Definition of a metacommunity:

A metacommunity is a set of sites (e.g. plants in plant-pollinator
 networks) associated through interactions (e.g. insect species
 (columns) interact with plant species (rows) in plant-pollinator
 networks). The pattern-based metacommunity concept, proposed by
 Leibold & Mikkelson 2002 and expounded on by Presley et al. 2010,
 allows for the evaluation of metacommunity structure by using
 randomization techniques to discern between 10 patterns of
 metacommunity structure. This is performed by ordinating
 site-by-species interaction matrices and calculating three
 metrics; coherence, boundary clumping & turnover.

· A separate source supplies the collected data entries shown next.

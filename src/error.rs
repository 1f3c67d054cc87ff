//! Error types for client operations

use std::error::Error;
use std::fmt;
use std::io;
use std::path::PathBuf;

use crate::protocol::ProtocolError;

/// Main error type for the client
#[derive(Debug)]
pub enum ClientError {
	/// Failed to reach the server
	Connect { address: String, source: io::Error },

	/// Protocol error (nested)
	Protocol(ProtocolError),

	/// Configuration error (nested)
	Config(ConfigError),
}

impl fmt::Display for ClientError {
	fn fmt(&self, f: &mut fmt::Formatter<'_>) -> fmt::Result {
		match self {
			ClientError::Connect { address, source } => {
				write!(f, "Failed to connect to {}: {}", address, source)
			}
			ClientError::Protocol(e) => write!(f, "Protocol error: {}", e),
			ClientError::Config(e) => write!(f, "Configuration error: {}", e),
		}
	}
}

impl Error for ClientError {
	fn source(&self) -> Option<&(dyn Error + 'static)> {
		match self {
			ClientError::Connect { source, .. } => Some(source),
			ClientError::Protocol(e) => Some(e),
			ClientError::Config(e) => Some(e),
		}
	}
}

impl From<ProtocolError> for ClientError {
	fn from(e: ProtocolError) -> Self {
		ClientError::Protocol(e)
	}
}

impl From<ConfigError> for ClientError {
	fn from(e: ConfigError) -> Self {
		ClientError::Config(e)
	}
}

/// Configuration errors
#[derive(Debug)]
pub enum ConfigError {
	/// Config file could not be read
	Read { path: PathBuf, source: io::Error },

	/// Config file is not valid TOML or has wrong types
	Parse { path: PathBuf, message: String },

	/// A setting has an unusable value
	InvalidValue { key: String, message: String },
}

impl fmt::Display for ConfigError {
	fn fmt(&self, f: &mut fmt::Formatter<'_>) -> fmt::Result {
		match self {
			ConfigError::Read { path, source } => {
				write!(f, "Cannot read {}: {}", path.display(), source)
			}
			ConfigError::Parse { path, message } => {
				write!(f, "Cannot parse {}: {}", path.display(), message)
			}
			ConfigError::InvalidValue { key, message } => {
				write!(f, "Invalid value for '{}': {}", key, message)
			}
		}
	}
}

impl Error for ConfigError {
	fn source(&self) -> Option<&(dyn Error + 'static)> {
		match self {
			ConfigError::Read { source, .. } => Some(source),
			_ => None,
		}
	}
}


// vim: ts=4
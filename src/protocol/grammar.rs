//! Token-level expectations shared by every response reader
//!
//! A line is split on runs of whitespace and compared against an expected
//! token sequence, either in full (same tokens, same count) or as a prefix
//! (the remaining tokens are the payload). Any mismatch is a violation; there
//! is no skipping ahead to resynchronize.

use tracing::error;

use super::error::ProtocolError;
use super::traits::{LineChannel, ProtocolResult};

/// How a line is compared against the expected tokens
#[derive(Debug, Clone, Copy, PartialEq, Eq)]
pub enum MatchMode {
	/// Exact content and token count
	Full,
	/// Leading tokens only; the rest is returned to the caller
	Prefix,
}

/// A line that matched one of several alternatives
#[derive(Debug, Clone, PartialEq)]
pub struct Matched {
	/// Position of the matching alternative
	pub index: usize,
	/// Tokens after the matched ones
	pub rest: Vec<String>,
	/// The line as received
	pub line: String,
}

pub fn tokenize(line: &str) -> Vec<&str> {
	line.split_whitespace().collect()
}

fn matches(expected: &[&str], received: &[&str], mode: MatchMode) -> bool {
	if mode == MatchMode::Full && expected.len() != received.len() {
		return false;
	}
	received.len() >= expected.len() && expected.iter().zip(received).all(|(e, r)| e == r)
}

/// Build a violation and log it
pub fn violation(expected: &[&str], received: &[&str]) -> ProtocolError {
	let err = ProtocolError::violation(expected, received);
	error!("{}", err);
	err
}

/// Match one line against `expected`, returning the trailing tokens
pub fn match_line(expected: &[&str], line: &str, mode: MatchMode) -> ProtocolResult<Vec<String>> {
	let received = tokenize(line);
	if !matches(expected, &received, mode) {
		return Err(violation(&[expected.join(" ").as_str()], &received));
	}
	Ok(received[expected.len()..].iter().map(|t| t.to_string()).collect())
}

/// Match one line against several alternatives, first match wins
///
/// Each alternative may hold several space-separated tokens.
pub fn match_alternatives(
	alternatives: &[&str],
	line: &str,
	mode: MatchMode,
) -> ProtocolResult<Matched> {
	let received = tokenize(line);
	for (index, alternative) in alternatives.iter().enumerate() {
		let expected = tokenize(alternative);
		if matches(&expected, &received, mode) {
			return Ok(Matched {
				index,
				rest: received[expected.len()..].iter().map(|t| t.to_string()).collect(),
				line: line.to_string(),
			});
		}
	}
	Err(violation(alternatives, &received))
}

/// Read the next line and match it against `expected`
pub async fn expect(
	channel: &mut dyn LineChannel,
	expected: &[&str],
	mode: MatchMode,
) -> ProtocolResult<Vec<String>> {
	let line = channel.next_line().await?;
	match_line(expected, &line, mode)
}

/// Read the next line and match it against several alternatives
pub async fn expect_one_of(
	channel: &mut dyn LineChannel,
	alternatives: &[&str],
	mode: MatchMode,
) -> ProtocolResult<Matched> {
	let line = channel.next_line().await?;
	match_alternatives(alternatives, &line, mode)
}


// vim: ts=4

The Elements of Metacommunity Structure Framework:

 The metacom package calculates these three metrics; coherence is
 calculated using the function Coherence(), boundary clumping with
 BoundaryClump(), and turnover (from either species or range
 perspective) using the Turnover() function. These functions are
 consolidated in the metacommunity() function, which can be used to
 calculate all three metrics. In order to interpret the output of
 these functions, it will be helpful to read Leibold & Mikkelson
 2002 and Presley et al. 2010, but to also read Ulrich and Gotelli
 2013, as this paper outlines the difficulty seemingly inherent
 with investigating community structure. Also, these functions do
 not have to be used strictly in the Leibold and Mikkelson 2002
 framework.

A cautionary note:

I caution the user to be aware that the creation of null matrices
 can be performed to allow (or not allow) sites to be empty, or
 species to not exist at any site (i.e. column sums and/or row sums
 are allowed to be zero). This is controlled by the logical
 argument 'allow.empty' in the Metacommunity(), NullMaker(),
 Coherence(), and Turnover() functions. Restricting nulls to not
 allow empty rows or columns may be biologically realistic, but it
 also reduces the number of unique null matrices that can be built,
 which will impact computation time, making it infeasible or
 impossible in some situations. These situations occur when you
 have a very sparse interaction matrix, and is also influenced by
 null model algorithm ('method') that you choose.